EnterpriseSicherheit

Die Methoden, mit denen die Autoren von Viren ihre Kreationen vor ungewolltem Zugriff und Konkurrenten schützen, werden immer ausgefeilter.

Laut Informationen des amerikanischen Sicherheits-Providers SecureWorks installiert ein Trojaner eine Antivieren-Software, um sich so die lästige Konkurrenz vom Hals zu schaffen.

Der Trojaner ‘SpamThru’ nutzt dabei eine Raubkopie von Kasperskys AntiVirus. Dieses Programm kopiert der Trojaner in eine verborgene Datei auf dem befallenen PC. Anschließend skannt die illegale Antiviren-Lösung den Rechner nach Konkurrenten, die gegebenenfalls Ressourcen des Rechners für sich beanspruchen könnten.
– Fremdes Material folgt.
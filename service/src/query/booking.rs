//! [`Query`] collection related to [`Booking`]s.

use crate::{
    domain::{booking, Booking},
    read,
};
#[cfg(doc)]
use crate::Query;

use super::Lookup;

/// Queries a [`Booking`] by its [`booking::Id`].
pub type ById = Lookup<Option<Booking>, booking::Id>;

/// Queries [`Booking`]s a user participates in.
pub type OfParticipant =
    Lookup<Vec<Booking>, read::booking::Participant>;
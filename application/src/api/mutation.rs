//! GraphQL [`Mutation`]s definitions.

use common::{Date, Money};
use juniper::graphql_object;
use service::{command, domain, Command as _};

use crate::{api, define_error, AsError, Context, Error};

use super::query::{BookingError, ListingError, ReviewError};

/// Root of all GraphQL mutations.
#[derive(Clone, Copy, Debug)]
pub struct Mutation;

impl Mutation {
    /// Name of the [`tracing::Span`] for the mutations.
    const SPAN_NAME: &'static str = "GraphQL mutation";
}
Zehn Minuten nachdem der Rechner hochgefahren ist, beginnt der Trojaner nach anderen Schadprogrammen zu fahnden. Traditionell blockieren Trojaner und andere Schädlinge Antivierenlösungen, so dass diese keine Updates mehr emfpangen können. So bleibt die Malware unentdeckt.

Doch SpamThru setzt weitere neue Maßstäbe. So wird der Schädling nicht über einen Internet Relay Chat (IRC) gesteuert, sondern mit einer Peer-to-Peer-Steuerung. Damit ist der Trojaner auch dann noch ansprechbar, wenn ein Großteil der Schadprogramme in einem Netzwerk bereits eleminiert ist. So kann der Autor auch dann, wenn der ursprüngliche Kontroll-Server vom Netz genommen ist, wieder alle Trojaner steuern, vorausgesetzt, er kann auf mindestens einen Peer zugreifen.